Painting History, Badly

The Civil War may have forged the American nation, but it also spawned a lot of really bad paintings. A critic explains why.

Share:
Read Time:
2m 53sec

“Narrative Trauma and Civil War History Painting, or Why Are These Pictures So Terrible?” by Steven Conn, in History and Theory (Dec. 2002), Blackwell Publishing, 350 Main St., Malden, Mass. 02148.


Most American schoolchildren can instantly identify the painting Washington Crossing the Delaware, although even grownups might struggle to come up with the name of its creator (Emanuel Leutze) or the year of its creation (1851). But why did the Civil War—which arguably played an even greater role than the Revolution in forging the American national character—never produce similarly iconic canvases? Art historians have pointed to many factors, including the advent of photography and the more mundane—though hard to dispute—explanation that there simply weren’t a lot of good artists around in the post-Civil War period. Conn, a historian at Ohio State University, suspects two other culprits, one rooted in the conventions of narrative history painting, the other reflecting changes in the larger American society.

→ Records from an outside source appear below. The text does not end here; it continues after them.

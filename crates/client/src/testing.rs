//! Simulated accelerators for tests
//!
//! `Firmware` runs on a real shared mapping in a background thread and
//! answers flags the way partition firmware does. `MockChannel` implements
//! [`Channel`] in memory and decodes everything the host sends.

use crate::channel::Channel;
use crossbeam::utils::Backoff;
use memmap2::MmapMut;
use serde_json::Value;
use std::collections::BTreeSet;
use std::fs::File;
use std::sync::atomic::{fence, AtomicBool, AtomicI32, Ordering};
use std::sync::Arc;
use std::thread::JoinHandle;
use tempfile::NamedTempFile;
use tfacc_common::{Result, TfaccError};
use tfacc_proto::wire::{read_f32, read_i32};
use tfacc_proto::{OpCode, QuantRange, RegionLayout};

/// Sparse file the size of the shared region
pub(crate) fn device_file() -> NamedTempFile {
    let file = NamedTempFile::new().unwrap();
    file.as_file()
        .set_len(RegionLayout::REGION_SIZE as u64)
        .unwrap();
    file
}

/// # Safety
/// `base` must be the start of a live mapping of the whole region.
unsafe fn flag_at<'a>(base: *mut u8, partition: usize) -> &'a AtomicI32 {
    AtomicI32::from_ptr(base.add(RegionLayout::flag_offset(partition)).cast::<i32>())
}

/// Background thread playing the accelerator on a shared file mapping
///
/// Partition 0 does the work through `handler`; every scanned partition
/// clears its own flag.
pub(crate) struct Firmware {
    stop: Arc<AtomicBool>,
    handle: Option<JoinHandle<Vec<OpCode>>>,
}

impl Firmware {
    pub(crate) fn spawn<F>(file: &File, scan: usize, mut handler: F) -> Self
    where
        F: FnMut(OpCode, &[u8], &mut [u8]) + Send + 'static,
    {
        let file = file.try_clone().unwrap();
        let stop = Arc::new(AtomicBool::new(false));
        let thread_stop = stop.clone();

        let handle = std::thread::spawn(move || {
            let mut mmap = unsafe { MmapMut::map_mut(&file).unwrap() };
            let base = mmap.as_mut_ptr();
            let flag = |partition: usize| unsafe { flag_at(base, partition) };

            let mut ops = Vec::new();
            let backoff = Backoff::new();
            while !thread_stop.load(Ordering::Acquire) {
                let mut idle = true;
                for partition in 0..scan {
                    let raw = flag(partition).load(Ordering::Acquire);
                    if raw == 0 {
                        continue;
                    }
                    idle = false;
                    if partition == 0 {
                        let op = OpCode::from_raw(raw).expect("host posted a known op");
                        // The host is parked in its wait, so neither area is
                        // touched from its side until the flag clears.
                        let (command, result) = unsafe {
                            (
                                std::slice::from_raw_parts(
                                    base.add(RegionLayout::COMMAND_OFFSET),
                                    RegionLayout::COMMAND_SIZE,
                                ),
                                std::slice::from_raw_parts_mut(
                                    base.add(RegionLayout::RESULT_OFFSET),
                                    RegionLayout::RESULT_SIZE,
                                ),
                            )
                        };
                        handler(op, command, result);
                        ops.push(op);
                    }
                    fence(Ordering::SeqCst);
                    flag(partition).store(0, Ordering::Release);
                }
                if idle {
                    backoff.snooze();
                } else {
                    backoff.reset();
                }
            }
            ops
        });

        Self {
            stop,
            handle: Some(handle),
        }
    }

    /// Write a server-info document into a result area
    pub(crate) fn write_info(result: &mut [u8], doc: &str) {
        result[..4].copy_from_slice(&(doc.len() as i32).to_le_bytes());
        result[4..4 + doc.len()].copy_from_slice(doc.as_bytes());
    }

    /// Stop the thread and return the ops partition 0 handled, in order
    pub(crate) fn stop(mut self) -> Vec<OpCode> {
        self.stop.store(true, Ordering::Release);
        self.handle.take().unwrap().join().unwrap()
    }
}

impl Drop for Firmware {
    fn drop(&mut self) {
        self.stop.store(true, Ordering::Release);
        if let Some(handle) = self.handle.take() {
            let _ = handle.join();
        }
    }
}

/// Linear op as decoded from the command area
#[derive(Debug, Clone, PartialEq)]
pub(crate) struct LinearCall {
    pub op: OpCode,
    pub rows: usize,
    pub m: usize,
    pub k: usize,
    pub group: i32,
    pub weight: String,
    pub bias: String,
    pub ranges: Vec<QuantRange>,
    pub input: Vec<u8>,
    pub weight_resident: bool,
}

/// Reference linear used by the simulated firmware
///
/// `out[r][c] = min_r + sum(input[r]) + c`, so any misplaced row or column
/// shows up in the output.
pub(crate) fn reference_linear(ranges: &[QuantRange], input: &[u8], m: usize, k: usize) -> Vec<f32> {
    let rows = input.len() / m;
    let mut out = Vec::with_capacity(rows * k);
    for r in 0..rows {
        let sum: u32 = input[r * m..(r + 1) * m].iter().map(|&b| b as u32).sum();
        for c in 0..k {
            out.push(ranges[r].min + sum as f32 + c as f32);
        }
    }
    out
}

/// Decode the JSON descriptor that heads a long message
pub(crate) fn message_descriptor(message: &[u8]) -> Value {
    try_descriptor(message).expect("message starts with a JSON descriptor")
}

fn try_descriptor(message: &[u8]) -> Option<Value> {
    let len = usize::try_from(read_i32(message, 0)?).ok()?;
    serde_json::from_slice(message.get(4..4 + len)?).ok()
}

/// In-memory channel that decodes every request
#[derive(Debug)]
pub(crate) struct MockChannel {
    command: Vec<u8>,
    result: Vec<u8>,
    limit: usize,
    posted: Option<OpCode>,
    partial: Vec<u8>,
    pub launches: Vec<OpCode>,
    pub chunks: Vec<Vec<u8>>,
    pub messages: Vec<Vec<u8>>,
    pub linear_calls: Vec<LinearCall>,
    pub resident: BTreeSet<String>,
    pub fail_waits: bool,
}

impl MockChannel {
    /// Channel whose command area holds exactly one full chunk
    pub(crate) fn new(limit: usize) -> Self {
        Self::with_result_size(limit, limit)
    }

    pub(crate) fn with_result_size(limit: usize, result_size: usize) -> Self {
        Self {
            command: vec![0; limit + 4],
            result: vec![0; result_size],
            limit,
            posted: None,
            partial: Vec::new(),
            launches: Vec::new(),
            chunks: Vec::new(),
            messages: Vec::new(),
            linear_calls: Vec::new(),
            resident: BTreeSet::new(),
            fail_waits: false,
        }
    }

    /// `op` field of every completed long message
    pub(crate) fn message_ops(&self) -> Vec<String> {
        self.messages
            .iter()
            .map(|m| message_descriptor(m)["op"].as_str().unwrap().to_string())
            .collect()
    }

    fn finish_message(&mut self) {
        let message = std::mem::take(&mut self.partial);
        // Raw transport tests send payloads that are not registry messages.
        if let Some(descriptor) = try_descriptor(&message) {
            let name = descriptor["dataName"].as_str().unwrap_or_default().to_string();
            match descriptor["op"].as_str() {
                Some("registerData") => {
                    self.resident.insert(name);
                }
                Some("unregisterData") => {
                    self.resident.remove(&name);
                }
                _ => {}
            }
        }
        self.messages.push(message);
    }

    fn run_linear(&mut self, op: OpCode) {
        let word = |i: usize| read_i32(&self.command, i * 4).unwrap();
        let (rows, m, k) = (word(0) as usize, word(1) as usize, word(2) as usize);
        let group = word(3);
        let (wlen, blen) = (word(4) as usize, word(5) as usize);
        assert!(
            (6..10).all(|i| word(i) == 0),
            "reserved header words must be zero"
        );

        let mut pos = 40;
        let ranges: Vec<QuantRange> = (0..rows)
            .map(|r| {
                let at = pos + r * 8;
                QuantRange::new(
                    read_f32(&self.command, at).unwrap(),
                    read_f32(&self.command, at + 4).unwrap(),
                )
            })
            .collect();
        pos += rows * 8;
        let weight = String::from_utf8(self.command[pos..pos + wlen].to_vec()).unwrap();
        pos += wlen;
        let bias = String::from_utf8(self.command[pos..pos + blen].to_vec()).unwrap();
        pos += blen;
        let input = self.command[pos..pos + rows * m].to_vec();
        assert!(pos + rows * m <= self.limit + 4);

        let out = reference_linear(&ranges, &input, m, k);
        for (i, value) in out.iter().enumerate() {
            self.result[i * 4..i * 4 + 4].copy_from_slice(&value.to_le_bytes());
        }

        let weight_resident = self.resident.contains(&weight);
        self.linear_calls.push(LinearCall {
            op,
            rows,
            m,
            k,
            group,
            weight,
            bias,
            ranges,
            input,
            weight_resident,
        });
    }
}

impl Channel for MockChannel {
    fn command_area(&mut self) -> &mut [u8] {
        &mut self.command
    }

    fn result_area(&self) -> &[u8] {
        &self.result
    }

    fn transfer_limit(&self) -> usize {
        self.limit
    }

    fn launch(&mut self, op: OpCode) {
        assert!(self.posted.is_none(), "launch while {:?} is in flight", self.posted);
        self.launches.push(op);
        self.posted = Some(op);
    }

    fn wait(&mut self) -> Result<()> {
        let op = self
            .posted
            .take()
            .ok_or_else(|| TfaccError::internal("wait without a launch"))?;
        if self.fail_waits {
            return Err(TfaccError::timeout("simulated hung partition"));
        }

        match op {
            OpCode::StartLongData => {
                let len = read_i32(&self.command, 0).unwrap() as usize;
                assert!(len <= self.limit, "chunk of {len} exceeds limit {}", self.limit);
                let chunk = self.command[4..4 + len].to_vec();
                self.partial.extend_from_slice(&chunk);
                self.chunks.push(chunk);
            }
            OpCode::FinishLongData => self.finish_message(),
            OpCode::LinearInt4NoZero | OpCode::LinearInt8 => self.run_linear(op),
            OpCode::GetComputeServerInfo => {
                Firmware::write_info(&mut self.result, r#"{"numacnt": 4}"#);
            }
        }
        Ok(())
    }
}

With his famous painting, Leutze was able to evoke a powerful shared historical experience—just as John Trumbull did in his earlier Resignation of General Washington (1822–24) and Declaration of Independence (1818). These artists were working within a well-defined painterly tradition, which may have reached its pinnacle with the monumental works of Jacques David in France, and often carried echoes of the classical past to suggest parallels with a contemporary event. But by the time of the Civil War, says Conn, such narrative conventions seemed inadequate in “describing or explaining the mass, destructive phenomenon that was the Civil War.” In fact, wars in the United States and Europe after the mid-19th century produced many monuments, but few paintings of real quality.

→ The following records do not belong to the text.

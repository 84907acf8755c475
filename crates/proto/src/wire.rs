//! Little-endian writers for command area payloads
//!
//! `WireBuffer` grows a heap buffer for messages that go through the long
//! message transport. `SliceWriter` writes in place into a fixed region such
//! as the command area and refuses to run past its end.

use tfacc_common::{Result, TfaccError};

/// Sink for wire-encoded values
pub trait WireWrite {
    /// Append raw bytes
    fn put_bytes(&mut self, bytes: &[u8]) -> Result<()>;

    /// Append a little-endian i32
    fn put_i32(&mut self, value: i32) -> Result<()> {
        self.put_bytes(&value.to_le_bytes())
    }

    /// Append a little-endian f32
    fn put_f32(&mut self, value: f32) -> Result<()> {
        self.put_bytes(&value.to_le_bytes())
    }

    /// Append a length as i32, rejecting lengths the firmware cannot read
    fn put_len(&mut self, len: usize) -> Result<()> {
        self.put_i32(i32::try_from(len)?)
    }

    /// Append an i32 length prefix followed by the bytes
    fn put_prefixed(&mut self, bytes: &[u8]) -> Result<()> {
        self.put_len(bytes.len())?;
        self.put_bytes(bytes)
    }
}

/// Growable message buffer
#[derive(Debug, Clone, Default)]
pub struct WireBuffer {
    buffer: Vec<u8>,
}

impl WireBuffer {
    pub fn new() -> Self {
        Self::default()
    }

    pub fn with_capacity(capacity: usize) -> Self {
        Self {
            buffer: Vec::with_capacity(capacity),
        }
    }

    pub fn len(&self) -> usize {
        self.buffer.len()
    }

    pub fn is_empty(&self) -> bool {
        self.buffer.is_empty()
    }

    pub fn as_bytes(&self) -> &[u8] {
        &self.buffer
    }

    pub fn into_bytes(self) -> Vec<u8> {
        self.buffer
    }
}

impl WireWrite for WireBuffer {
    fn put_bytes(&mut self, bytes: &[u8]) -> Result<()> {
        self.buffer.extend_from_slice(bytes);
        Ok(())
    }

    // Infallible for the heap buffer, skip the length check path
    fn put_i32(&mut self, value: i32) -> Result<()> {
        self.buffer.extend_from_slice(&value.to_le_bytes());
        Ok(())
    }
}

/// In-place writer over a fixed byte region
#[derive(Debug)]
pub struct SliceWriter<'a> {
    buf: &'a mut [u8],
    pos: usize,
}

impl<'a> SliceWriter<'a> {
    pub fn new(buf: &'a mut [u8]) -> Self {
        Self { buf, pos: 0 }
    }

    pub fn remaining(&self) -> usize {
        self.buf.len() - self.pos
    }

    /// Write zeros up to `offset`
    pub fn pad_to(&mut self, offset: usize) -> Result<()> {
        if offset < self.pos || offset > self.buf.len() {
            return Err(TfaccError::invalid_input(format!(
                "cannot pad from {} to {} in a {} byte region",
                self.pos,
                offset,
                self.buf.len()
            )));
        }
        self.buf[self.pos..offset].fill(0);
        self.pos = offset;
        Ok(())
    }
}

impl WireWrite for SliceWriter<'_> {
    fn put_bytes(&mut self, bytes: &[u8]) -> Result<()> {
        let end = self.pos + bytes.len();
        if end > self.buf.len() {
            return Err(TfaccError::invalid_input(format!(
                "write of {} bytes at {} overflows a {} byte region",
                bytes.len(),
                self.pos,
                self.buf.len()
            )));
        }
        self.buf[self.pos..end].copy_from_slice(bytes);
        self.pos = end;
        Ok(())
    }
}

/// Read a little-endian i32 at `offset`
pub fn read_i32(buf: &[u8], offset: usize) -> Option<i32> {
    let bytes = buf.get(offset..offset + 4)?;
    Some(i32::from_le_bytes([bytes[0], bytes[1], bytes[2], bytes[3]]))
}

/// Read a little-endian f32 at `offset`
pub fn read_f32(buf: &[u8], offset: usize) -> Option<f32> {
    read_i32(buf, offset).map(|bits| f32::from_bits(bits as u32))
}
//! Configuration structures for the TFACC client
//!
//! Configurations are loaded from YAML files and can be overridden by
//! environment variables. Every field has a default matching the reference
//! accelerator, so an empty document is a valid configuration.

use crate::error::{Result, TfaccError};
use serde::{Deserialize, Serialize};
use std::path::PathBuf;
use std::time::Duration;

/// Page size the device mapping offset must be aligned to
pub const MAP_PAGE_SIZE: u64 = 0x1000;

/// Top-level configuration for the TFACC client
#[derive(Debug, Clone, Default, Serialize, Deserialize)]
pub struct TfaccConfig {
    /// Accelerator device configuration
    #[serde(default)]
    pub device: DeviceConfig,

    /// Long message transfer configuration
    #[serde(default)]
    pub transfer: TransferConfig,

    /// Flag polling configuration
    #[serde(default)]
    pub wait: WaitConfig,

    /// Observability configuration
    #[serde(skip_serializing_if = "Option::is_none")]
    pub observability: Option<ObservabilityConfig>,
}

/// Accelerator device configuration
#[derive(Debug, Clone, Serialize, Deserialize)]
pub struct DeviceConfig {
    /// Device node exposing the shared region
    #[serde(default = "default_device_path")]
    pub path: PathBuf,

    /// File offset of the shared region inside the device node
    #[serde(default = "default_map_offset")]
    pub map_offset: u64,

    /// Partition count assumed for the initial server-info query
    #[serde(default = "default_partitions")]
    pub default_partitions: usize,
}

impl Default for DeviceConfig {
    fn default() -> Self {
        Self {
            path: default_device_path(),
            map_offset: default_map_offset(),
            default_partitions: default_partitions(),
        }
    }
}

/// Long message transfer configuration
#[derive(Debug, Clone, Serialize, Deserialize)]
pub struct TransferConfig {
    /// Maximum payload bytes per signaling round
    #[serde(default = "default_transfer_limit")]
    pub transfer_limit: usize,
}

impl Default for TransferConfig {
    fn default() -> Self {
        Self {
            transfer_limit: default_transfer_limit(),
        }
    }
}

/// How the host polls partition flags
#[derive(Debug, Clone, Copy, Serialize, Deserialize, PartialEq, Eq, Default)]
#[serde(rename_all = "lowercase")]
pub enum WaitStrategyKind {
    /// Spin until every partition is idle, without limit
    #[default]
    Spin,

    /// Spin until idle or until the timeout elapses
    Deadline,
}

/// Flag polling configuration
#[derive(Debug, Clone, Default, Serialize, Deserialize)]
pub struct WaitConfig {
    /// Polling strategy
    #[serde(default)]
    pub strategy: WaitStrategyKind,

    /// Timeout for the deadline strategy
    #[serde(skip_serializing_if = "Option::is_none")]
    pub timeout_ms: Option<u64>,
}

/// Observability configuration
#[derive(Debug, Clone, Serialize, Deserialize)]
pub struct ObservabilityConfig {
    /// Log level (trace, debug, info, warn, error)
    #[serde(default = "default_log_level")]
    pub log_level: String,

    /// Print the Prometheus exposition on exit
    #[serde(default = "default_metrics")]
    pub enable_metrics: bool,
}

/// Default value functions
fn default_device_path() -> PathBuf {
    PathBuf::from("/dev/thinkforce0")
}

fn default_map_offset() -> u64 {
    9997 * MAP_PAGE_SIZE
}

fn default_partitions() -> usize {
    4
}

fn default_transfer_limit() -> usize {
    28 * 1024 * 1024
}

fn default_log_level() -> String {
    "info".to_string()
}

fn default_metrics() -> bool {
    false
}

impl TfaccConfig {
    /// Load configuration from a YAML file
    pub fn from_file<P: Into<PathBuf>>(path: P) -> Result<Self> {
        let path = path.into();
        let content = std::fs::read_to_string(&path).map_err(|e| {
            TfaccError::Config(format!("Failed to read config file {}: {}", path.display(), e))
        })?;

        let config: TfaccConfig = serde_yaml::from_str(&content).map_err(|e| {
            TfaccError::Config(format!("Failed to parse config file {}: {}", path.display(), e))
        })?;

        config.validate()?;
        Ok(config)
    }

    /// Load configuration from environment variables
    pub fn from_env() -> Result<Self> {
        let mut config = TfaccConfig::default();

        if let Ok(path) = std::env::var("TFACC_DEVICE") {
            config.device.path = PathBuf::from(path);
        }
        if let Ok(offset) = std::env::var("TFACC_MAP_OFFSET") {
            config.device.map_offset = offset
                .parse()
                .map_err(|_| TfaccError::config(format!("Invalid map offset: {}", offset)))?;
        }
        if let Ok(limit) = std::env::var("TFACC_TRANSFER_LIMIT") {
            config.transfer.transfer_limit = limit
                .parse()
                .map_err(|_| TfaccError::config(format!("Invalid transfer limit: {}", limit)))?;
        }
        if let Ok(timeout) = std::env::var("TFACC_WAIT_TIMEOUT_MS") {
            let timeout_ms = timeout
                .parse()
                .map_err(|_| TfaccError::config(format!("Invalid wait timeout: {}", timeout)))?;
            config.wait = WaitConfig {
                strategy: WaitStrategyKind::Deadline,
                timeout_ms: Some(timeout_ms),
            };
        }
        if let Ok(level) = std::env::var("TFACC_LOG_LEVEL") {
            config.observability = Some(ObservabilityConfig {
                log_level: level,
                enable_metrics: default_metrics(),
            });
        }

        config.validate()?;
        Ok(config)
    }

    /// Validate configuration
    ///
    /// Limits that depend on the region layout are checked again when the
    /// device channel is opened.
    pub fn validate(&self) -> Result<()> {
        if self.device.path.as_os_str().is_empty() {
            return Err(TfaccError::config("Device path must not be empty"));
        }
        if self.device.map_offset % MAP_PAGE_SIZE != 0 {
            return Err(TfaccError::config(format!(
                "Map offset {:#x} is not page aligned",
                self.device.map_offset
            )));
        }
        if self.device.default_partitions == 0 {
            return Err(TfaccError::config("Default partition count must be positive"));
        }
        if self.transfer.transfer_limit == 0 {
            return Err(TfaccError::config("Transfer limit must be positive"));
        }
        match (self.wait.strategy, self.wait.timeout_ms) {
            (WaitStrategyKind::Deadline, None) | (WaitStrategyKind::Deadline, Some(0)) => {
                return Err(TfaccError::config(
                    "Deadline wait strategy requires a positive timeout_ms",
                ));
            }
            _ => {}
        }
        Ok(())
    }

    /// Get the wait timeout as Duration, if one is configured
    pub fn wait_timeout(&self) -> Option<Duration> {
        self.wait.timeout_ms.map(Duration::from_millis)
    }

    /// Log level, falling back to "info"
    pub fn log_level(&self) -> &str {
        self.observability
            .as_ref()
            .map(|o| o.log_level.as_str())
            .unwrap_or("info")
    }

    /// Whether the metrics exposition should be printed
    pub fn metrics_enabled(&self) -> bool {
        self.observability
            .as_ref()
            .map(|o| o.enable_metrics)
            .unwrap_or(false)
    }
}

The history painters’ task was further complicated by confusion over the meaning of the Civil War itself. Just as historians have struggled to define the true cause of the conflict—was it fought over slavery? states’ rights? economic principles?—so artists of the time found it impossible to identify symbols that would have universal, and lasting, meaning.


Artists still tried to capture significant moments on canvas. Virginian William Washington latched onto Stonewall Jack­son’s arrival in Winchester, Virginia, as a subject in 1863, but even before the painting was finished, Jackson had died, and, as Conn points out, the artist simply “guessed wrong” about the incident’s importance to the outcome of the war. The resulting work, Jackson Entering the City of Winchester, is so crammed with theatrical elements, Conn says, that it makes the Confederate general appear “as if he had just performed a horse trick to a cheering audience.”


Other changes were afoot that further doomed history painting, says Conn. “Advances in science and technology, which helped to distance the past from the present, contributed to Americans’ enthusiastic embrace of a progressive view of history” and rendered the classical past seemingly irrelevant. Conn sees echoes of such changes in one of the few significant paintings to emerge after the Civil War, Winslow Homer’s The Veteran in a New Field (1865). Many critics have viewed the painting—which depicts a returning soldier, his back to the viewer, mowing a field of wheat with a scythe—as a symbolic beating of swords into plowshares. But taking into account its deliberate break with the conventions of grand-manner history painting, Conn believes that the work should be viewed as an “act of mourning,” not just for the soldiers who died in the Civil War “but for a way of life, the Jeffersonian nation of yeoman farmers.”